Look for the word "Clone" in the data below, and copy every line that holds it.

(Collected data)

==================================================

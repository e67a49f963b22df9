//! Localized string lookup.
//!
//! Translation sources are JSON arrays of entries carrying an `id`, a `Key`
//! and one field per language code. The table is filled once at start-up and
//! only read afterwards, so it can be shared across threads behind an `Arc`.

use std::collections::HashMap;
use std::fmt;
use std::str::FromStr;

use serde::{Deserialize, Serialize};
use tracing::{debug, warn};

use crate::core_api::{CoreError, CoreErrorCode};

pub const NOT_FOUND: &str = "NOT_FOUND";

#[derive(Debug, Clone, Copy, PartialEq, Eq, Hash)]
pub enum Language {
    EnUs,
    ZhTw,
    DeDe,
    EsEs,
    FrFr,
    ItIt,
    KoKr,
    PlPl,
    EsMx,
    JaJp,
    PtBr,
    RuRu,
    ZhCn,
}

impl Language {
    pub const ALL: [Language; 13] = [
        Self::EnUs,
        Self::ZhTw,
        Self::DeDe,
        Self::EsEs,
        Self::FrFr,
        Self::ItIt,
        Self::KoKr,
        Self::PlPl,
        Self::EsMx,
        Self::JaJp,
        Self::PtBr,
        Self::RuRu,
        Self::ZhCn,
    ];

    pub fn code(&self) -> &'static str {
        match *self {
            Self::EnUs => "enUS",
            Self::ZhTw => "zhTW",
            Self::DeDe => "deDE",
            Self::EsEs => "esES",
            Self::FrFr => "frFR",
            Self::ItIt => "itIT",
            Self::KoKr => "koKR",
            Self::PlPl => "plPL",
            Self::EsMx => "esMX",
            Self::JaJp => "jaJP",
            Self::PtBr => "ptBR",
            Self::RuRu => "ruRU",
            Self::ZhCn => "zhCN",
        }
    }
}

impl FromStr for Language {
    type Err = CoreError;

    fn from_str(s: &str) -> Result<Self, Self::Err> {
        Self::ALL
            .into_iter()
            .find(|language| language.code() == s)
            .ok_or_else(|| {
                CoreError::new(
                    CoreErrorCode::UnsupportedLanguage,
                    format!("unsupported language '{s}'"),
                )
            })
    }
}

impl fmt::Display for Language {
    fn fmt(&self, f: &mut fmt::Formatter<'_>) -> fmt::Result {
        f.write_str(self.code())
    }
}

/// What a lookup of an unknown key returns.
#[derive(Debug, Clone, Copy, PartialEq, Eq, Default, Serialize, Deserialize)]
#[serde(rename_all = "snake_case")]
pub enum MissingKeyPolicy {
    #[default]
    ReturnKey,
    NotFound,
}

/// One row of a translation source file.
#[derive(Debug, Clone, PartialEq, Eq, Default, Deserialize)]
pub struct TranslationEntry {
    #[serde(default)]
    pub id: Option<u32>,
    #[serde(rename = "Key")]
    pub key: String,
    #[serde(rename = "enUS", default)]
    pub en_us: Option<String>,
    #[serde(rename = "zhTW", default)]
    pub zh_tw: Option<String>,
    #[serde(rename = "deDE", default)]
    pub de_de: Option<String>,
    #[serde(rename = "esES", default)]
    pub es_es: Option<String>,
    #[serde(rename = "frFR", default)]
    pub fr_fr: Option<String>,
    #[serde(rename = "itIT", default)]
    pub it_it: Option<String>,
    #[serde(rename = "koKR", default)]
    pub ko_kr: Option<String>,
    #[serde(rename = "plPL", default)]
    pub pl_pl: Option<String>,
    #[serde(rename = "esMX", default)]
    pub es_mx: Option<String>,
    #[serde(rename = "jaJP", default)]
    pub ja_jp: Option<String>,
    #[serde(rename = "ptBR", default)]
    pub pt_br: Option<String>,
    #[serde(rename = "ruRU", default)]
    pub ru_ru: Option<String>,
    #[serde(rename = "zhCN", default)]
    pub zh_cn: Option<String>,
}

impl TranslationEntry {
    pub fn value_for(&self, language: Language) -> Option<&str> {
        let value = match language {
            Language::EnUs => &self.en_us,
            Language::ZhTw => &self.zh_tw,
            Language::DeDe => &self.de_de,
            Language::EsEs => &self.es_es,
            Language::FrFr => &self.fr_fr,
            Language::ItIt => &self.it_it,
            Language::KoKr => &self.ko_kr,
            Language::PlPl => &self.pl_pl,
            Language::EsMx => &self.es_mx,
            Language::JaJp => &self.ja_jp,
            Language::PtBr => &self.pt_br,
            Language::RuRu => &self.ru_ru,
            Language::ZhCn => &self.zh_cn,
        };
        value.as_deref()
    }
}

#[derive(Debug, Clone, PartialEq, Eq)]
pub struct Translations {
    language: Language,
    missing_key: MissingKeyPolicy,
    entries: HashMap<String, String>,
}

impl Translations {
    pub fn empty(language: Language, missing_key: MissingKeyPolicy) -> Self {
        Self {
            language,
            missing_key,
            entries: HashMap::new(),
        }
    }

    /// Build from raw JSON sources, later sources overriding earlier ones.
    pub fn from_json_sources<B: AsRef<[u8]>>(
        language: &str,
        missing_key: MissingKeyPolicy,
        sources: &[B],
    ) -> Result<Self, CoreError> {
        let language = Language::from_str(language)?;
        let mut entries = Vec::new();
        for (n, source) in sources.iter().enumerate() {
            let parsed: Vec<TranslationEntry> = serde_json::from_slice(source.as_ref())
                .map_err(|e| {
                    CoreError::new(
                        CoreErrorCode::Parse,
                        format!("failed to parse translation source #{n}: {e}"),
                    )
                })?;
            entries.extend(parsed);
        }
        Ok(Self::from_entries(language, missing_key, entries))
    }

    pub fn from_entries<I>(language: Language, missing_key: MissingKeyPolicy, entries: I) -> Self
    where
        I: IntoIterator<Item = TranslationEntry>,
    {
        let mut out = Self::empty(language, missing_key);
        for entry in entries {
            let Some(value) = entry.value_for(language) else {
                debug!(key = %entry.key, %language, "entry has no value for language");
                continue;
            };
            let value = strip_variant_tags(value).to_string();
            out.entries.insert(fix_key(&entry.key).to_string(), value);
        }
        out
    }

    /// Direct key/value pairs, already in the target language.
    pub fn from_pairs<I, K, V>(language: Language, missing_key: MissingKeyPolicy, pairs: I) -> Self
    where
        I: IntoIterator<Item = (K, V)>,
        K: Into<String>,
        V: Into<String>,
    {
        let mut out = Self::empty(language, missing_key);
        out.entries
            .extend(pairs.into_iter().map(|(k, v)| (k.into(), v.into())));
        out
    }

    pub fn language(&self) -> Language {
        self.language
    }

    pub fn len(&self) -> usize {
        self.entries.len()
    }

    pub fn is_empty(&self) -> bool {
        self.entries.is_empty()
    }

    pub fn lookup(&self, key: &str) -> Option<&str> {
        self.entries.get(key).map(String::as_str)
    }

    /// Localized value for `key`, falling back per the missing-key policy.
    pub fn translate<'a>(&'a self, key: &'a str) -> &'a str {
        if let Some(value) = self.lookup(key) {
            return value;
        }
        warn!(key, language = %self.language, "missing translation");
        match self.missing_key {
            MissingKeyPolicy::ReturnKey => key,
            MissingKeyPolicy::NotFound => NOT_FOUND,
        }
    }
}

// One key in the shipped string tables is misspelled.
fn fix_key(key: &str) -> &str {
    if key == "skillsname61" {
        "skillname61"
    } else {
        key
    }
}

/// Drop grammatical variant tags such as `[ms]Name[fs]Other`, keeping the
/// first variant. Tags are four characters wide.
pub fn strip_variant_tags(value: &str) -> &str {
    if !value.starts_with('[') {
        return value;
    }
    let rest = value.get(4..).unwrap_or("");
    match rest.find('[') {
        Some(end) => &rest[..end],
        None => rest,
    }
}

#[cfg(test)]
mod tests {
    use super::*;

    const SOURCE: &str = r#"[
        {"id": 1, "Key": "rin", "enUS": "Ring", "deDE": "[fs]Ring[ms]Ringe"},
        {"id": 2, "Key": "skillsname61", "enUS": "Fire Ball"},
        {"id": 3, "Key": "amu", "enUS": "Amulet"}
    ]"#;

    #[test]
    fn unsupported_language_is_fatal() {
        let err = Translations::from_json_sources("xxXX", MissingKeyPolicy::ReturnKey, &[SOURCE])
            .expect_err("language should be rejected");
        assert_eq!(err.code, CoreErrorCode::UnsupportedLanguage);
    }

    #[test]
    fn loads_selected_language_and_strips_tags() {
        let t = Translations::from_json_sources("deDE", MissingKeyPolicy::ReturnKey, &[SOURCE])
            .expect("source should parse");
        assert_eq!(t.translate("rin"), "Ring");
        assert_eq!(t.len(), 1);
    }

    #[test]
    fn misspelled_skill_key_is_corrected() {
        let t = Translations::from_json_sources("enUS", MissingKeyPolicy::ReturnKey, &[SOURCE])
            .expect("source should parse");
        assert_eq!(t.translate("skillname61"), "Fire Ball");
        assert_eq!(t.lookup("skillsname61"), None);
    }

    #[test]
    fn missing_keys_follow_policy() {
        let keyed = Translations::empty(Language::EnUs, MissingKeyPolicy::ReturnKey);
        assert_eq!(keyed.translate("nope"), "nope");
        let sentinel = Translations::empty(Language::EnUs, MissingKeyPolicy::NotFound);
        assert_eq!(sentinel.translate("nope"), NOT_FOUND);
    }

    #[test]
    fn variant_tags() {
        assert_eq!(strip_variant_tags("plain"), "plain");
        assert_eq!(strip_variant_tags("[ms]Schwert[fs]Klinge"), "Schwert");
        assert_eq!(strip_variant_tags("[fs]Axt"), "Axt");
        assert_eq!(strip_variant_tags("[x"), "");
    }
}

==================================================

__RESPONSE BELOW__:
#[derive(Debug, Clone, Copy, PartialEq, Eq, Hash)]
#[derive(Debug, Clone, Copy, PartialEq, Eq, Default, Serialize, Deserialize)]
#[derive(Debug, Clone, PartialEq, Eq, Default, Deserialize)]
#[derive(Debug, Clone, PartialEq, Eq)]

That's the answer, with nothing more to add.